3.07 CAIH shall use all reasonable endeavours to procure that KKB shall
provide the Refinancing Loan and the Working Capital Facility to KKM on
terms and subject to conditions satisfactory to KKB and CAIH. The
Company agrees and confirms that:
(a) the Refinancing Loan will be used in order to refinance
US$28,000,000 of KKM's existing indebtedness to CAP(G) under the
CAP-G-KKM Loan Agreement, to be used by CAP(G) to refinance the
same amount of CAP(G)'s existing indebtedness to the Company under
the CRI-CAP-G Loan, such that at Completion, the Company will,
with the proceeds of the Refinancing Loan, be able to and will
discharge US$28,000,000 of the Shell Indebtedness;
(b) the Working Capital Facility will be provided at or about the same
time as the Refinancing Loan is made available;
(c) as security for KKM's obligations to KKB in respect of the
Refinancing Loan and the Working Capital Facility, KKB will
require suitable security which is likely to include a pledge over
KKM's proceeds from the sale of oil and a pledge of all of CAP-G's
shares in KKM, effective on Completion;
(d) the Company will take all actions within its control including,
without limitation, causing CAP-G (i) to exercise its voting power
as a shareholder of KKM to vote in favour of the Refinancing Loan
and the Working Capital Facility and the granting of the security
to KKB and (ii) to pledge its shares in KKM as security for the
Refinancing Loan and the Refinancing Facility, as may be required
by KKB;
(e) the granting of the Refinancing Loan and Working Capital Facility
shall be conditional upon:
(i) the negotiation and execution of a loan agreement and
security documents as between KKB and KKM (and, as
necessary, between KKB and CAP-G) in form and substance
satisfactory to KKB and CAIH;
(ii) the satisfaction or waiver of all conditions precedent
required by KKB; and
(iii) the granting of all consents and waivers that may be
required in connection with the granting of the Refinancing
Loan and Working Capital Facility and security therefor and
the establishment of the escrow account, including, without
limitation, board and shareholder approvals of KKM and any
consents and waivers required to be granted by Shell.
3.08 On completion of the Shell Loan Sale and Purchase Agreement, the
Company shall execute and deliver irrevocable stock powers or stock
transfer forms (as the case may be) over all of its shares in CAP(D)

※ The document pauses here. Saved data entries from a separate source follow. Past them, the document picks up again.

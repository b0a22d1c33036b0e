//! Compositional queries over the registered component and tag lists.
//!
//! A query is a tuple of registered types. Component members both filter
//! and appear in the yielded item as `&mut C`; tag members only filter and
//! contribute a unit to the item. The empty tuple matches every entity.

use crate::entity::EntityId;
use crate::mask::Mask;
use crate::schema::{Member, Schema};

/// A filter over entities, expressed as a tuple of registered types.
///
/// The manager uses the query in two steps: [`mask`](Query::mask) folds
/// the members' bits into the required mask, and [`base`](Query::base)
/// picks the smallest component storage as the iteration substrate (or
/// `None` for tag-only and empty queries, which iterate the registry).
pub trait Query<S: Schema> {
    /// What one matching entity yields: `&mut C` per component member,
    /// `()` per tag member.
    type Item<'a>;

    /// Number of member types, including duplicates. Compared against the
    /// mask's population count to reject queries that list a type twice.
    const LEN: u32;

    /// The mask an entity must be a superset of to match.
    fn mask() -> Mask;

    /// Ids of the smallest component storage among the members, or `None`
    /// if the query has no component members.
    fn base(schema: &S) -> Option<&[EntityId]>;

    /// Fetches the item for `id`.
    ///
    /// # Safety
    ///
    /// Same contract as [`Member::fetch`], plus the member types must be
    /// pairwise distinct so the yielded borrows cannot alias.
    unsafe fn fetch<'a>(schema: *mut S, id: EntityId) -> Self::Item<'a>;
}

/// The empty filter needs to be special cased: it has no members to fold
/// over and matches unconditionally.
impl<S: Schema> Query<S> for () {
    type Item<'a> = ();

    const LEN: u32 = 0;

    fn mask() -> Mask {
        Mask::EMPTY
    }

    fn base(_schema: &S) -> Option<&[EntityId]> {
        None
    }

    unsafe fn fetch<'a>(_schema: *mut S, _id: EntityId) -> Self::Item<'a> {}
}

macro_rules! tuple_query {
    // use variables to indicate the arity of the tuple
    ($($from:ident),*) => {
        impl<S, $($from),*> Query<S> for ($($from,)*)
        where
            S: Schema,
            $($from: Member<S>),*
        {
            type Item<'a> = ($($from::Ref<'a>,)*);

            const LEN: u32 = 0 $(+ { let _ = stringify!($from); 1 })*;

            fn mask() -> Mask {
                let mut mask = Mask::EMPTY;
                $(mask.set($from::BIT);)*
                mask
            }

            fn base(schema: &S) -> Option<&[EntityId]> {
                let mut smallest: Option<&[EntityId]> = None;
                $(
                    if let Some(ids) = $from::storage_ids(schema) {
                        if smallest.map_or(true, |s| ids.len() < s.len()) {
                            smallest = Some(ids);
                        }
                    }
                )*
                smallest
            }

            unsafe fn fetch<'a>(schema: *mut S, id: EntityId) -> Self::Item<'a> {
                // SAFETY: forwarded to the members, which are pairwise
                // distinct slots by the caller's contract.
                unsafe { ($($from::fetch(schema, id),)*) }
            }
        }
    }
}

tuple_query! {A}
tuple_query! {A, B}
tuple_query! {A, B, C}
tuple_query! {A, B, C, D}
tuple_query! {A, B, C, D, E}
tuple_query! {A, B, C, D, E, F}
tuple_query! {A, B, C, D, E, F, G}
tuple_query! {A, B, C, D, E, F, G, H}
tuple_query! {A, B, C, D, E, F, G, H, I}
tuple_query! {A, B, C, D, E, F, G, H, I, J}
tuple_query! {A, B, C, D, E, F, G, H, I, J, K}
tuple_query! {A, B, C, D, E, F, G, H, I, J, K, L}
tuple_query! {A, B, C, D, E, F, G, H, I, J, K, L, M}
tuple_query! {A, B, C, D, E, F, G, H, I, J, K, L, M, N}
tuple_query! {A, B, C, D, E, F, G, H, I, J, K, L, M, N, O}
tuple_query! {A, B, C, D, E, F, G, H, I, J, K, L, M, N, O, P}

#[cfg(test)]
mod tests {
    use super::*;
    use crate::entity::Entities;
    use crate::schema::Component;

    struct Common(u8);
    struct Rare(u8);
    struct Marked;

    crate::schema! {
        struct Fixture {
            components {
                common: Common,
                rare: Rare,
            }
            tags { Marked }
        }
    }

    #[test]
    fn mask_folds_all_members() {
        let mask = <(Common, Rare, Marked) as Query<Fixture>>::mask();
        assert_eq!(mask.count(), 3);
        assert!(mask.contains(<Common as Member<Fixture>>::BIT));
        assert!(mask.contains(<Rare as Member<Fixture>>::BIT));
        assert!(mask.contains(<Marked as Member<Fixture>>::BIT));
    }

    #[test]
    fn base_prefers_the_smallest_storage() {
        let mut entities = Entities::default();
        let mut fixture = Fixture::default();

        for i in 0..4 {
            let id = entities.create();
            <Common as Component<Fixture>>::storage_mut(&mut fixture).insert(id, Common(i));
            if i == 0 {
                <Rare as Component<Fixture>>::storage_mut(&mut fixture).insert(id, Rare(i));
            }
        }

        let base = <(Common, Rare) as Query<Fixture>>::base(&fixture).unwrap();
        assert_eq!(base.len(), 1);
        assert_eq!(base, <Rare as Component<Fixture>>::storage(&fixture).ids());
    }

    #[test]
    fn tag_only_queries_have_no_base() {
        let fixture = Fixture::default();
        assert!(<(Marked,) as Query<Fixture>>::base(&fixture).is_none());
        assert!(<() as Query<Fixture>>::base(&fixture).is_none());
    }
}
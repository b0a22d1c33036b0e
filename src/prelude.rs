//! Prelude module
//!
//! Contains the most common types and traits you need to work with a
//! manager, plus [`ControlFlow`] for breakable iteration.

pub use core::ops::ControlFlow;

pub use crate::{
    entity::{Entities, EntityHandle, EntityId, EntityStatus},
    error::{BadEntity, Error, MissingComponent},
    event::{EventManager, HandlerId},
    manager::EntityManager,
    mask::Mask,
    query::Query,
    schema::{Component, Member, Schema, Tag},
    storage::SortedVecStorage,
};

and CAP(G) and shall procure that CAP-D shall execute and deliver an
irrevocable stock power or stock transfer form over all of its shares
in CAP-G in favour of CAIH and take such further actions as are within
its control to ensure that the shares which are pledged or charged by
way of security pursuant to the CRI-CAP(D) Pledge Agreement, the
CRI-CAP(G) Charge over Shares and the CAP(D)-CAP(G) Charge over Shares
and any other Security Document (as defined in the Shell Loan
Agreement) shall continue to secure the Company's obligations under the
Shell Loan Agreement to CAIH.
4. CONDITIONS PRECEDENT
4.01 Completion of this Agreement is conditional upon:
(a) the Warranties and all representations and warranties contained
herein being true and correct on the Completion Date as if made on
that date;
(b) the Company having performed all of its obligations under this
Agreement (including those due to be performed on the Completion
Date);
(c) the execution by the Principal Stockholders of the Written
Consents;
(d) satisfaction of the conditions set out in clause 3.07 and clause
3.08;
(e) the execution of the Shell Loan Sale and Purchase Agreement in
form and substance satisfactory to CAIH and completion of all
transactions contemplated thereby;
(f) the discontinuation of all legal proceedings brought by Shell
against any member of the Group including, without limitation, the
High Court Proceedings and the Guernsey Proceedings to the
satisfaction of CAIH and all of which may be conditional upon
Completion of this Agreement;
(g) no legal proceedings or investigation having been commenced by any
governmental authority or person on any grounds to restrain,
enjoin or hinder, or to seek material damages on account of, the
consummation of the transactions contemplated hereby;
(h) the receipt of all required third party, governmental and
regulatory consents and approvals and the making of all required
filings and notifications that may be required for or in
connection with the consummation of the transactions contemplated
in this Agreement, including, without limitation, any such
consents as may be required as described in clause 3.03;
(i) the delivery of all of the documents as set forth in clause
5.02(a);
(j) the execution of the Registration Agreement between the Company
and CAIH;
(k) the execution of the Exeter Agreement and completion of the
transactions envisaged thereby in accordance with its terms;
(l) the execution of the MTI Agreement in form and substance
satisfactory to CAIH and completion of the transactions envisaged
thereby in accordance with its terms; and
(m) there having been no material adverse change in the Group's
business, financial condition or results of operations between the
date of this Agreement and Completion.
4.02 CAIH may waive any of the conditions set out in clause 4.01 at any time
by notice in writing to the Company's legal counsel.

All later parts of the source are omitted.